水の玉に何度も何度も打ち据えられながらも、こちらへと向かってこようとする紫苑に、毅然とした態度で答えます。

「よく聞きなさい、紫苑。
 これがあなたがやったことの顛末です。
 あなたが選んだ結果です!」

そう言われて紫苑は愕然とした表情となってしまいました。直ぐにはわたくしの言葉が飲み込めないようで、「たかが小娘一人」ですとか「姉上様に陰りをもたらすあの者が悪い」などと叫んでいましたが、わたくしの決意が変わらない事に気付くと

「罰ならば私が受けるのが筋でしょう。
 精霊よ、私に罰を与えなさい!」

と随分と大上段からの物言いで精霊様へ訴えかけました。

「……なるほど。
 でしたらば菖蒲、貴女に罰を与えましょう」

そう言うと精霊様はわたくしに向かって手を伸ばしました。

「や、やめてくれーーーーーっっ!!!」

綺麗な顔をぐしゃぐしゃに歪め、喉が裂けそうな叫びを上げながら紫苑が駆け寄ってきますが、それを水の玉に邪魔されて甲板に音を立てて転んでしまいました。あまりにも勢い良く転んだので心配になりますが、この先は弟に手を差し出してあげる事はできなくなります。自分で立ち上がって自分で歩んでいくしかないのです。

「朝顔、いつもありがとう。
 あなたがいてくれたおかげで、わたくし、本当に幸せでしたわ」

次いで側に控えてくれていた朝顔へと向き直ります。いつもわたくしを最優先で考えてくれる朝顔に、ずっと助けられてきました。朝顔やその妹の昼顔、夕顔とわたくしは、仲の良い友人でもありました。だからこそ、わたくしの笑顔を覚えておいて欲しくてゆっくりと微笑みます。

「い、いけません、姫様。ひめさま……」

そうは言うものの、朝顔も水の精霊様の強い怒りを感じているので強硬手段には出ません。この場でわたくし以外で唯一、全てを知っている者が朝顔です。なので朝顔は精霊様の怒りの理由が解ってしまうために、止めることはできません。

最後の挨拶を終えたわたくしは、ゆっくりと目を閉じてその時を待つことにしました。
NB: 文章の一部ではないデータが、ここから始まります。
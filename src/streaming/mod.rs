//! Stream classification
//!
//! Maps stream URLs to a media-type tag used both to route playback and to
//! decide whether a fetched resource should be re-parsed as a playlist.

pub mod classification;

pub use classification::{MediaType, extract_video_id, looks_like_playlist};
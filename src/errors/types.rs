//! Error type definitions for the playlist player core
//!
//! Provides a small hierarchical error system: a top-level `AppError` with
//! focused sub-enums for source fetching and persisted state.

use thiserror::Error;

/// Top-level application error type
///
/// This enum represents all possible errors produced by the crate. It uses
/// `thiserror` for automatic trait implementations and proper error chaining.
#[derive(Error, Debug)]
pub enum AppError {
    /// Source fetching errors (playlists, descriptors, stream probes)
    #[error("Source error: {0}")]
    Source(#[from] SourceError),

    /// Persisted key-value store errors
    #[error("Storage error: {0}")]
    Storage(#[from] StorageError),

    /// Validation errors
    #[error("Validation error: {message}")]
    Validation { message: String },

    /// Configuration errors
    #[error("Configuration error: {message}")]
    Configuration { message: String },

    /// Playback surface errors
    #[error("Playback error: {message}")]
    Playback { message: String },
}

/// Source fetching specific errors
#[derive(Error, Debug)]
pub enum SourceError {
    /// Transport-level failures (connect, DNS, timeout)
    #[error("Fetch failed: {url} - {message}")]
    Fetch { url: String, message: String },

    /// Non-success HTTP responses
    #[error("HTTP error: {status} - {url}")]
    Http { status: u16, url: String },

    /// Body decoding failures
    #[error("Decode error: {message}")]
    Decode { message: String },
}

/// Persisted key-value store specific errors
///
/// Only write-side failures surface as errors; reads degrade to defaults.
#[derive(Error, Debug)]
pub enum StorageError {
    /// Filesystem failures
    #[error("I/O error: {0}")]
    Io(#[from] std::io::Error),

    /// Value serialization failures
    #[error("Serialization failed: {0}")]
    Serialization(#[from] serde_json::Error),
}

/// Convenience constructors for common error types
impl AppError {
    /// Create a validation error with a custom message
    pub fn validation<S: Into<String>>(message: S) -> Self {
        Self::Validation {
            message: message.into(),
        }
    }

    /// Create a configuration error
    pub fn configuration<S: Into<String>>(message: S) -> Self {
        Self::Configuration {
            message: message.into(),
        }
    }

    /// Create a playback error
    pub fn playback<S: Into<String>>(message: S) -> Self {
        Self::Playback {
            message: message.into(),
        }
    }
}

impl SourceError {
    /// Create a transport-level fetch error
    pub fn fetch<U: Into<String>, M: Into<String>>(url: U, message: M) -> Self {
        Self::Fetch {
            url: url.into(),
            message: message.into(),
        }
    }
}
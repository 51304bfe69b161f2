//! Orchestration services
//!
//! The loader ties together classification, state mutation, fetching, and
//! playback dispatch for a user-initiated load action.

pub mod loader;

pub use loader::{LoadOutcome, LoadReport, Loader, Notice};
//! M3U playlist parser
//!
//! Converts raw M3U/M3U8 text into an ordered channel list plus the distinct
//! set of group labels, in first-seen order.
//!
//! The format as consumed here is line-oriented and tolerant:
//! - `#EXTINF` lines carry metadata for subsequent URL lines: the free text
//!   after the last comma is the display name, `group-title="..."` the group,
//!   `tvg-logo="..."` or `logo="..."` the logo URL.
//! - Any line starting with an absolute `http(s)://` URL emits a channel with
//!   the most recently seen metadata. Metadata is NOT reset between URL lines:
//!   consecutive URLs sharing one `#EXTINF` all inherit it. This carry-over is
//!   load-bearing for malformed real-world lists and must not be "fixed".
//! - Missing attributes degrade to defaults; nothing here returns an error.
//!   The `#EXTM3U` header is not validated; text with no recognizable lines
//!   simply yields zero channels.

use std::collections::HashMap;

use tracing::debug;

use crate::models::{ChannelEntry, PLACEHOLDER_LOGO};

/// Display name used when an `#EXTINF` line carries no title text.
pub const DEFAULT_CHANNEL_NAME: &str = "Channel";

/// Group label used when an `#EXTINF` line carries no `group-title`.
pub const DEFAULT_GROUP: &str = "Other";

/// Result of one parse: the rebuilt channel list and the groups encountered.
#[derive(Debug, Clone, Default, PartialEq, Eq)]
pub struct M3uPlaylist {
    pub channels: Vec<ChannelEntry>,
    pub groups: Vec<String>,
}

/// Parse M3U text into channels and groups.
pub fn parse(text: &str) -> M3uPlaylist {
    let mut channels = Vec::new();
    let mut groups: Vec<String> = Vec::new();

    // Carry-over metadata, seeded with the defaults an attribute-less list
    // would degrade to anyway.
    let mut name = DEFAULT_CHANNEL_NAME.to_string();
    let mut group = DEFAULT_GROUP.to_string();
    let mut logo: Option<String> = None;

    for raw_line in text.lines() {
        let line = raw_line.trim();

        if line.starts_with("#EXTINF") {
            let rest = &line["#EXTINF".len()..];

            // Display name: free text after the last comma. A missing or
            // blank title degrades to the default.
            name = match rest.rfind(',') {
                Some(pos) => {
                    let title = rest[pos + 1..].trim();
                    if title.is_empty() {
                        DEFAULT_CHANNEL_NAME.to_string()
                    } else {
                        title.to_string()
                    }
                }
                None => DEFAULT_CHANNEL_NAME.to_string(),
            };

            let attrs_part = match rest.rfind(',') {
                Some(pos) => &rest[..pos],
                None => rest,
            };
            let attributes = parse_extinf_attributes(attrs_part);

            group = attributes
                .get("group-title")
                .filter(|g| !g.is_empty())
                .cloned()
                .unwrap_or_else(|| DEFAULT_GROUP.to_string());
            logo = attributes
                .get("tvg-logo")
                .or_else(|| attributes.get("logo"))
                .filter(|l| !l.is_empty())
                .cloned();

            // Groups are collected at metadata time, so a group from an
            // EXTINF line without a following URL still shows up.
            if !groups.contains(&group) {
                groups.push(group.clone());
            }
        } else if is_stream_url(line) {
            channels.push(ChannelEntry {
                name: name.clone(),
                url: line.to_string(),
                group: group.clone(),
                logo: logo
                    .clone()
                    .unwrap_or_else(|| PLACEHOLDER_LOGO.to_string()),
            });
        }
        // Anything else (comments, blank lines, other directives) is ignored.
    }

    debug!(
        channels = channels.len(),
        groups = groups.len(),
        "Parsed M3U text"
    );

    M3uPlaylist { channels, groups }
}

/// Absolute HTTP(S) URL line test, case-insensitive on the scheme.
fn is_stream_url(line: &str) -> bool {
    let has_prefix = |p: &str| {
        line.len() >= p.len() && line.as_bytes()[..p.len()].eq_ignore_ascii_case(p.as_bytes())
    };
    has_prefix("http://") || has_prefix("https://")
}

/// Parse `key="value"` pairs from the attribute section of an EXTINF line.
///
/// Quote-aware character scan rather than a regex: attribute values may
/// contain spaces and commas, and malformed syntax should degrade to "no
/// attribute" rather than fail the line.
fn parse_extinf_attributes(attrs_part: &str) -> HashMap<String, String> {
    let mut attributes = HashMap::new();

    let mut chars = attrs_part.chars().peekable();
    let mut current_key = String::new();
    let mut current_value = String::new();
    let mut in_quotes = false;
    let mut in_value = false;

    while let Some(ch) = chars.next() {
        match ch {
            ' ' | '\t' if !in_quotes => {
                if in_value {
                    // End of unquoted value
                    if !current_key.is_empty() && !current_value.is_empty() {
                        attributes.insert(current_key.clone(), current_value.clone());
                    }
                    current_value.clear();
                    in_value = false;
                }
                current_key.clear();
            }
            '=' if !in_quotes && !in_value => {
                in_value = true;
                if chars.peek() == Some(&'"') {
                    chars.next();
                    in_quotes = true;
                }
            }
            '"' if in_value => {
                in_quotes = false;
                if !current_key.is_empty() {
                    attributes.insert(current_key.clone(), current_value.clone());
                }
                current_key.clear();
                current_value.clear();
                in_value = false;
            }
            _ => {
                if in_value {
                    current_value.push(ch);
                } else {
                    current_key.push(ch);
                }
            }
        }
    }

    // Trailing unquoted value
    if in_value && !current_key.is_empty() && !current_value.is_empty() {
        attributes.insert(current_key, current_value);
    }

    attributes
}
use stellium_core::{
    ChartReport, CelestialBody, CelestialPosition, House, HouseCusp, NatalChart, OrbProfile,
    ZodiacSign,
};

fn main() {
    // Example chart with whole-sign style cusps and a handful of bodies.
    let cusps: Vec<HouseCusp> = House::all()
        .enumerate()
        .map(|(i, house)| {
            let degree = i as f64 * 30.0;
            HouseCusp {
                house,
                sign: ZodiacSign::from_longitude(degree),
                degree,
            }
        })
        .collect();
    let positions = vec![
        CelestialPosition::new(CelestialBody::Sun, 10.0, House::First, false),
        CelestialPosition::new(CelestialBody::Moon, 100.0, House::Fourth, false),
        CelestialPosition::new(CelestialBody::Mercury, 25.0, House::First, false),
        CelestialPosition::new(CelestialBody::Venus, 48.0, House::Second, false),
        CelestialPosition::new(CelestialBody::Mars, 192.0, House::Seventh, true),
        CelestialPosition::new(CelestialBody::Jupiter, 130.0, House::Fifth, false),
        CelestialPosition::new(CelestialBody::Saturn, 301.0, House::Eleventh, true),
    ];

    let chart = match NatalChart::new(positions, cusps) {
        Ok(chart) => chart,
        Err(e) => {
            eprintln!("Error: {:?}", e);
            return;
        }
    };

    match ChartReport::calculate(&chart, &OrbProfile::natal()) {
        Ok(report) => println!("{:#?}", report),
        Err(e) => eprintln!("Error: {:?}", e),
    }
}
遠くからは紫苑の必死に縋る聞こえてきますが、最後に突き放してしまうことを許してほしい反面、これがわたくしが紫苑の為に出来る最後の事のような気もします。

そうやって精霊様の沙汰を待つのですが、一向にわたくしの命は終わりを迎えません。

「精霊様?」

不思議に思い目を開けると、

「少しの間、息を止めておきなさい」

と注意をされました。そしてその直後、わたくしを含めた天都から来た者たちだけ波で船から流されてしまいます。着物が水を吸っていて腕すら動かせないほどに重く、わたくしはこうやって命を落とすのかと思ったのですが、直ぐ様それが勘違いであることに気づきました。

護衛隊長がわたくしの腕をとって引き上げてくれたのは、不揃いな帆柱と帆を切り裂いて作った縄で作られた筏でした。精霊様の指示の後、護衛隊長の命令で一部の護衛兵たちが作ってくれていたようです。

わたくしたちと時を同じくして流された大きな樽も、不思議な水流に乗って筏に流れてきました。その樽を筏に引き上げると、精霊様がやってきて中に海水を入れてくださいました。そして再び精霊力が大きく動きます。

「ここに水を入れておきました。この人数でも節約しながらであれば
 ヒノモト国の港に着くぐらいまでは持つでしょう」

「で、ですが精霊様。人間は海水では……」

「海水ではなく、水と私は言ったはずですが?」

ひんやりとした視線を向けられ、勇猛果敢なはずの護衛隊長が小さく息を呑みます。わたくしたちは許されたのではなく、あくまでも今回は怒りの対象から除外されただけにすぎないのだと、精霊様の態度から分かります。

「せ、精霊様、わたくしはどうすれば……」

「今先程、あなたのみおを変えました。澪とは水の緒にして、水の路。
 それをあの男とは決して交わらないようにしたので、
 今後二人が会うことは二度とないでしょう」

子供の頃に聞いたことがあります。精霊様は一年に一度に集まって、次の一年の御縁ごえんを考えて決めているのだと。御縁とは男女の縁だけを指すのではありません。親子であったり友人の縁も含むのです。つまり水の精霊様はわたくしと紫苑の縁を、この先二度と会うことがないように完全に切ってしまわれたのです。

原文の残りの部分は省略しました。